How heartening therefore to hear Debasweta Banik.

At 22, one of youngest to pass the civil services examinations this year, the NOIDA girl tells the Wall Street Journal‘s India Realtime, that she didn’t reach out for textbooks or attend coaching classes. Instead, she dipped into newspapers to keep abreast with current affairs and frame her essays better.

Yes, newspapers.

WSJ reporter Preetika Rana writes:

“A typical day, Banik says, would begin by studying three out of seven English-language news dailies her father – an engineer at a Noida-based state-run firm – subscribes to. Her staples were The Indian Express, Hindustan Times and The Hindu, but she would also dip into others.
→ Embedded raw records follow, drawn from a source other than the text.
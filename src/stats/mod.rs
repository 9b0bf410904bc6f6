//! Stats module - Aggregations and descriptive statistics

pub mod aggregator;
mod calculator;

pub use aggregator::{
    count_by, count_exploded, cross_tab, mean_by, monthly_series, percentage_shares,
    seasonal_buckets, sort_means_desc, Counts, CrossTab, GroupMean,
};
pub use calculator::{DescriptiveStats, HistogramBin, StatsCalculator};
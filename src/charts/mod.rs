//! Charts module - Static chart rendering

mod renderer;
mod theme;

pub use renderer::{RenderError, StaticChartRenderer};
pub use theme::{parse_hex_color, ChartTheme};
//! Aggregator Module
//! Frequency counts, cross-tabulations, grouped means and time buckets over
//! catalog records.
//!
//! All functions take a key/value closure so each question only decides
//! *which* key, value and filter it needs. Items whose key is `None` are left
//! out of the aggregate.

use serde::Serialize;
use std::collections::HashMap;
use std::hash::Hash;

/// Ordered key -> count mapping.
///
/// Built in descending count order. Equal counts keep the order in which the
/// key first appeared in the input.
#[derive(Debug, Clone, PartialEq, Eq, Serialize)]
pub struct Counts<K> {
    entries: Vec<(K, usize)>,
}

impl<K> Counts<K> {
    pub fn entries(&self) -> &[(K, usize)] {
        &self.entries
    }

    pub fn into_entries(self) -> Vec<(K, usize)> {
        self.entries
    }

    /// First `n` entries of the ranking.
    pub fn top(mut self, n: usize) -> Self {
        self.entries.truncate(n);
        self
    }
}

impl<K: Ord> Counts<K> {
    /// Index order: ascending key instead of descending count.
    pub fn sorted_by_key(mut self) -> Self {
        self.entries.sort_by(|a, b| a.0.cmp(&b.0));
        self
    }
}

/// Count keys in first-occurrence order, then stable-sort by descending count.
fn tally<K, I>(keys: I) -> Counts<K>
where
    K: Eq + Hash + Clone,
    I: IntoIterator<Item = K>,
{
    let mut positions: HashMap<K, usize> = HashMap::new();
    let mut entries: Vec<(K, usize)> = Vec::new();

    for key in keys {
        match positions.get(&key).copied() {
            Some(pos) => entries[pos].1 += 1,
            None => {
                positions.insert(key.clone(), entries.len());
                entries.push((key, 1));
            }
        }
    }

    // `sort_by` is stable, which keeps first occurrence as the tie-break.
    entries.sort_by(|a, b| b.1.cmp(&a.1));
    Counts { entries }
}

/// Frequency count of `key` over `items`.
pub fn count_by<'a, T, K, I, F>(items: I, mut key: F) -> Counts<K>
where
    T: 'a,
    I: IntoIterator<Item = &'a T>,
    K: Eq + Hash + Clone,
    F: FnMut(&T) -> Option<K>,
{
    tally(items.into_iter().filter_map(|item| key(item)))
}

/// Frequency count over a multi-valued field: each value of each item counts once.
pub fn count_exploded<'a, T, K, I, F>(items: I, mut values: F) -> Counts<K>
where
    T: 'a,
    I: IntoIterator<Item = &'a T>,
    K: Eq + Hash + Clone,
    F: FnMut(&T) -> Vec<K>,
{
    tally(items.into_iter().flat_map(|item| values(item)))
}

/// Two-dimensional count matrix. Every (row, col) cell is present.
#[derive(Debug, Clone, PartialEq, Eq, Serialize)]
pub struct CrossTab<R, C> {
    pub rows: Vec<R>,
    pub cols: Vec<C>,
    /// `cells[r][c]` counts items with row key `rows[r]` and column key `cols[c]`.
    pub cells: Vec<Vec<usize>>,
}

impl<R, C> CrossTab<R, C> {
    pub fn is_empty(&self) -> bool {
        self.rows.is_empty() || self.cols.is_empty()
    }

    pub fn row_totals(&self) -> Vec<usize> {
        self.cells.iter().map(|row| row.iter().sum()).collect()
    }

    pub fn max_cell(&self) -> usize {
        self.cells.iter().flatten().copied().max().unwrap_or(0)
    }

    /// Relabel both axes, keeping the cell layout.
    pub fn map_axes<R2, C2>(
        self,
        rows: impl FnMut(R) -> R2,
        cols: impl FnMut(C) -> C2,
    ) -> CrossTab<R2, C2> {
        CrossTab {
            rows: self.rows.into_iter().map(rows).collect(),
            cols: self.cols.into_iter().map(cols).collect(),
            cells: self.cells,
        }
    }
}

impl<R: PartialEq + Clone, C: PartialEq + Clone> CrossTab<R, C> {
    /// Force the row categories to `rows`, zero-filling missing ones.
    /// Rows not listed are dropped.
    pub fn reindex_rows(self, rows: &[R]) -> Self {
        let cells = rows
            .iter()
            .map(|row| match self.rows.iter().position(|k| k == row) {
                Some(r) => self.cells[r].clone(),
                None => vec![0; self.cols.len()],
            })
            .collect();
        Self {
            rows: rows.to_vec(),
            cols: self.cols,
            cells,
        }
    }

    /// Force the column categories to `cols`, zero-filling missing ones.
    /// Columns not listed are dropped.
    pub fn reindex_cols(self, cols: &[C]) -> Self {
        let positions: Vec<Option<usize>> = cols
            .iter()
            .map(|col| self.cols.iter().position(|k| k == col))
            .collect();
        let cells = self
            .cells
            .iter()
            .map(|row| {
                positions
                    .iter()
                    .map(|pos| pos.map(|c| row[c]).unwrap_or(0))
                    .collect()
            })
            .collect();
        Self {
            rows: self.rows,
            cols: cols.to_vec(),
            cells,
        }
    }
}

/// Cross-tabulate `row_key` against `col_key`. Both category sets come from
/// the data, sorted ascending.
pub fn cross_tab<'a, T, R, C, I, FR, FC>(
    items: I,
    mut row_key: FR,
    mut col_key: FC,
) -> CrossTab<R, C>
where
    T: 'a,
    I: IntoIterator<Item = &'a T>,
    R: Ord + Clone,
    C: Ord + Clone,
    FR: FnMut(&T) -> Option<R>,
    FC: FnMut(&T) -> Option<C>,
{
    let pairs: Vec<(R, C)> = items
        .into_iter()
        .filter_map(|item| Some((row_key(item)?, col_key(item)?)))
        .collect();

    let mut rows: Vec<R> = pairs.iter().map(|(r, _)| r.clone()).collect();
    rows.sort();
    rows.dedup();
    let mut cols: Vec<C> = pairs.iter().map(|(_, c)| c.clone()).collect();
    cols.sort();
    cols.dedup();

    let mut cells = vec![vec![0usize; cols.len()]; rows.len()];
    for (row, col) in &pairs {
        // Both searches succeed: categories were collected from `pairs`.
        if let (Ok(r), Ok(c)) = (rows.binary_search(row), cols.binary_search(col)) {
            cells[r][c] += 1;
        }
    }

    CrossTab { rows, cols, cells }
}

/// Mean of one group's defined values.
#[derive(Debug, Clone, PartialEq, Serialize)]
pub struct GroupMean<K> {
    pub key: K,
    /// `None` when the group had no defined values.
    pub mean: Option<f64>,
    /// Number of defined values averaged.
    pub count: usize,
}

/// Mean of `value` per `group`, skipping absent values. Groups are returned
/// in first-occurrence order.
pub fn mean_by<'a, T, K, I, FK, FV>(items: I, mut group: FK, mut value: FV) -> Vec<GroupMean<K>>
where
    T: 'a,
    I: IntoIterator<Item = &'a T>,
    K: Eq + Hash + Clone,
    FK: FnMut(&T) -> Option<K>,
    FV: FnMut(&T) -> Option<f64>,
{
    let mut positions: HashMap<K, usize> = HashMap::new();
    let mut sums: Vec<(K, f64, usize)> = Vec::new();

    for item in items {
        let Some(key) = group(item) else {
            continue;
        };
        let pos = *positions.entry(key.clone()).or_insert_with(|| {
            sums.push((key, 0.0, 0));
            sums.len() - 1
        });
        if let Some(v) = value(item).filter(|v| !v.is_nan()) {
            sums[pos].1 += v;
            sums[pos].2 += 1;
        }
    }

    sums.into_iter()
        .map(|(key, sum, count)| GroupMean {
            key,
            mean: (count > 0).then(|| sum / count as f64),
            count,
        })
        .collect()
}

/// Descending mean; groups without a mean go last. Stable for equal means.
pub fn sort_means_desc<K>(means: &mut [GroupMean<K>]) {
    means.sort_by(|a, b| match (a.mean, b.mean) {
        (Some(x), Some(y)) => y.partial_cmp(&x).unwrap_or(std::cmp::Ordering::Equal),
        (Some(_), None) => std::cmp::Ordering::Less,
        (None, Some(_)) => std::cmp::Ordering::Greater,
        (None, None) => std::cmp::Ordering::Equal,
    });
}

/// Counts per `(year, month)`, chronological. Only months that occur are listed.
pub fn monthly_series<'a, T, I, F>(items: I, year_month: F) -> Vec<((i32, u32), usize)>
where
    T: 'a,
    I: IntoIterator<Item = &'a T>,
    F: FnMut(&T) -> Option<(i32, u32)>,
{
    count_by(items, year_month).sorted_by_key().into_entries()
}

/// Counts per month number regardless of year. Always twelve buckets;
/// index 0 is January.
pub fn seasonal_buckets<'a, T, I, F>(items: I, mut month: F) -> [usize; 12]
where
    T: 'a,
    I: IntoIterator<Item = &'a T>,
    F: FnMut(&T) -> Option<u32>,
{
    let mut buckets = [0usize; 12];
    for m in items.into_iter().filter_map(|item| month(item)) {
        if (1..=12).contains(&m) {
            buckets[(m - 1) as usize] += 1;
        }
    }
    buckets
}

/// Percentage of each count in the total, rounded to one decimal place.
///
/// Uses largest-remainder rounding on tenths of a percent so the shares of
/// a non-empty total sum to exactly 100.0.
pub fn percentage_shares(counts: &[usize]) -> Vec<f64> {
    let total: usize = counts.iter().sum();
    if total == 0 {
        return vec![0.0; counts.len()];
    }

    const TENTHS: usize = 1000;
    let mut tenths: Vec<usize> = Vec::with_capacity(counts.len());
    let mut remainders: Vec<(usize, usize)> = Vec::with_capacity(counts.len());
    for (i, &count) in counts.iter().enumerate() {
        let scaled = count * TENTHS;
        tenths.push(scaled / total);
        remainders.push((i, scaled % total));
    }

    let assigned: usize = tenths.iter().sum();
    // Largest remainder first; equal remainders go to the earlier category.
    remainders.sort_by(|a, b| b.1.cmp(&a.1).then(a.0.cmp(&b.0)));
    for &(i, _) in remainders.iter().take(TENTHS - assigned) {
        tenths[i] += 1;
    }

    tenths.into_iter().map(|t| t as f64 / 10.0).collect()
}
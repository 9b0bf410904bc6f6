use anyhow::{Context, Result};
use serde::Deserialize;
use std::path::Path;

#[derive(Debug, Deserialize, Default)]
#[serde(default)]
pub struct FileConfig {
    /// Dataset locations tried in order; the first existing file wins.
    pub dataset_paths: Option<Vec<String>>,
    pub output_dir: Option<String>,
    pub top_n: Option<usize>,
    pub breakdown_top_n: Option<usize>,
    pub histogram_bins: Option<usize>,
    pub render_charts: Option<bool>,
    pub write_json: Option<bool>,
    pub questions: Option<Vec<u8>>,

    pub chart: Option<ChartConfig>,
}

#[derive(Debug, Deserialize, Default, Clone)]
#[serde(default)]
pub struct ChartConfig {
    pub width: Option<u32>,
    pub height: Option<u32>,
    /// Plot area color, `#RRGGBB`.
    pub background: Option<String>,
    pub grid: Option<String>,
    pub palette: Option<Vec<String>>,
}

impl FileConfig {
    pub fn load(path: &Path) -> Result<Self> {
        let content = std::fs::read_to_string(path)
            .with_context(|| format!("Failed to read config file: {:?}", path))?;
        toml::from_str(&content).with_context(|| format!("Failed to parse config file: {:?}", path))
    }
}
//! Statistics Calculator Module
//! Handles descriptive statistics and histogram binning.

use serde::Serialize;
use statrs::statistics::Statistics;

/// Summary statistics for a numeric sample (pandas `describe()` layout).
#[derive(Debug, Clone, PartialEq, Serialize)]
pub struct DescriptiveStats {
    pub count: usize,
    pub mean: f64,
    /// Sample standard deviation; absent for fewer than two values.
    pub std: Option<f64>,
    pub min: f64,
    pub p25: f64,
    pub median: f64,
    pub p75: f64,
    pub max: f64,
}

/// One equal-width histogram bin. The last bin also includes its upper edge.
#[derive(Debug, Clone, PartialEq, Serialize)]
pub struct HistogramBin {
    pub lower: f64,
    pub upper: f64,
    pub count: usize,
}

/// Handles statistical calculations.
pub struct StatsCalculator;

impl StatsCalculator {
    /// Compute descriptive statistics for an array of values.
    /// NaN values are ignored; an empty sample has no statistics.
    pub fn describe(values: &[f64]) -> Option<DescriptiveStats> {
        let mut sorted: Vec<f64> = values.iter().copied().filter(|v| !v.is_nan()).collect();
        let n = sorted.len();
        if n == 0 {
            return None;
        }
        sorted.sort_by(|a, b| a.partial_cmp(b).unwrap_or(std::cmp::Ordering::Equal));

        let mean = sorted.iter().mean();
        let std = if n > 1 {
            Some(sorted.iter().std_dev())
        } else {
            None
        };

        Some(DescriptiveStats {
            count: n,
            mean,
            std,
            min: sorted[0],
            p25: Self::percentile(&sorted, 25.0),
            median: Self::percentile(&sorted, 50.0),
            p75: Self::percentile(&sorted, 75.0),
            max: sorted[n - 1],
        })
    }

    /// Calculate percentile using linear interpolation (NumPy compatible).
    pub fn percentile(sorted_values: &[f64], p: f64) -> f64 {
        let n = sorted_values.len();
        if n == 0 {
            return f64::NAN;
        }
        if n == 1 {
            return sorted_values[0];
        }

        let rank = (p / 100.0) * (n - 1) as f64;
        let lower = rank.floor() as usize;
        let upper = (rank.ceil() as usize).min(n - 1);
        let frac = rank - lower as f64;

        if lower == upper {
            sorted_values[lower]
        } else {
            sorted_values[lower] * (1.0 - frac) + sorted_values[upper] * frac
        }
    }

    /// Equal-width bins spanning `[min, max]` (NumPy `histogram` semantics).
    pub fn histogram(values: &[f64], bins: usize) -> Vec<HistogramBin> {
        let finite: Vec<f64> = values.iter().copied().filter(|v| v.is_finite()).collect();
        if finite.is_empty() || bins == 0 {
            return Vec::new();
        }

        let mut lo = finite.iter().copied().fold(f64::INFINITY, f64::min);
        let mut hi = finite.iter().copied().fold(f64::NEG_INFINITY, f64::max);
        if lo == hi {
            lo -= 0.5;
            hi += 0.5;
        }
        let width = (hi - lo) / bins as f64;

        let mut counts = vec![0usize; bins];
        for v in finite {
            let idx = (((v - lo) / width).floor() as usize).min(bins - 1);
            counts[idx] += 1;
        }

        counts
            .into_iter()
            .enumerate()
            .map(|(i, count)| HistogramBin {
                lower: lo + i as f64 * width,
                upper: if i + 1 == bins {
                    hi
                } else {
                    lo + (i + 1) as f64 * width
                },
                count,
            })
            .collect()
    }
}

#[cfg(test)]
mod tests {
    use super::*;

    fn approx(a: f64, b: f64) -> bool {
        (a - b).abs() < 1e-9
    }

    #[test]
    fn describe_matches_pandas_layout() {
        let stats = StatsCalculator::describe(&[90.0, 120.0, 100.0, 110.0]).unwrap();
        assert_eq!(stats.count, 4);
        assert!(approx(stats.mean, 105.0));
        assert!(approx(stats.std.unwrap(), 12.909944487358056));
        assert_eq!(stats.min, 90.0);
        assert!(approx(stats.p25, 97.5));
        assert!(approx(stats.median, 105.0));
        assert!(approx(stats.p75, 112.5));
        assert_eq!(stats.max, 120.0);
    }

    #[test]
    fn describe_single_value_has_no_std() {
        let stats = StatsCalculator::describe(&[42.0]).unwrap();
        assert_eq!(stats.count, 1);
        assert_eq!(stats.std, None);
        assert_eq!(stats.median, 42.0);
    }

    #[test]
    fn describe_empty_is_absent() {
        assert_eq!(StatsCalculator::describe(&[]), None);
        assert_eq!(StatsCalculator::describe(&[f64::NAN]), None);
    }

    #[test]
    fn histogram_covers_every_value() {
        let values: Vec<f64> = (0..=100).map(f64::from).collect();
        let bins = StatsCalculator::histogram(&values, 20);
        assert_eq!(bins.len(), 20);
        assert_eq!(bins.iter().map(|b| b.count).sum::<usize>(), values.len());
        assert_eq!(bins[0].lower, 0.0);
        assert_eq!(bins[19].upper, 100.0);
        // 100 lands in the closed last bin
        assert_eq!(bins[19].count, 6);
    }

    #[test]
    fn histogram_constant_sample() {
        let bins = StatsCalculator::histogram(&[5.0, 5.0], 4);
        assert_eq!(bins.len(), 4);
        assert_eq!(bins[0].lower, 4.5);
        assert_eq!(bins[3].upper, 5.5);
        assert_eq!(bins.iter().map(|b| b.count).sum::<usize>(), 2);
    }

    #[test]
    fn histogram_empty() {
        assert!(StatsCalculator::histogram(&[], 20).is_empty());
    }
}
“‘I made cuttings out of articles – commentaries and news stories – which interested me,’ said Ms. Banik, who ranked 14th in the exam. ‘These were my notes.’

“Opinion pieces written by political analyst Ramachandra Guha and economist Abhijit Banerjee helped her better frame long answers in the exam, she added….

“‘People underestimate the knowledge in newspapers,’ said Ms. Banik, who is from Noida. ‘I don’t know how I would have done this without them. They were my lifeline,’ she said.

Image: via Facebook

Link: courtesy Nikhil Kanekal

Read the full article: How I aced India’s toughest exam

Also read: Shekhar Gupta on Express and the Hindu

The Hindu: the most readable daily in the world?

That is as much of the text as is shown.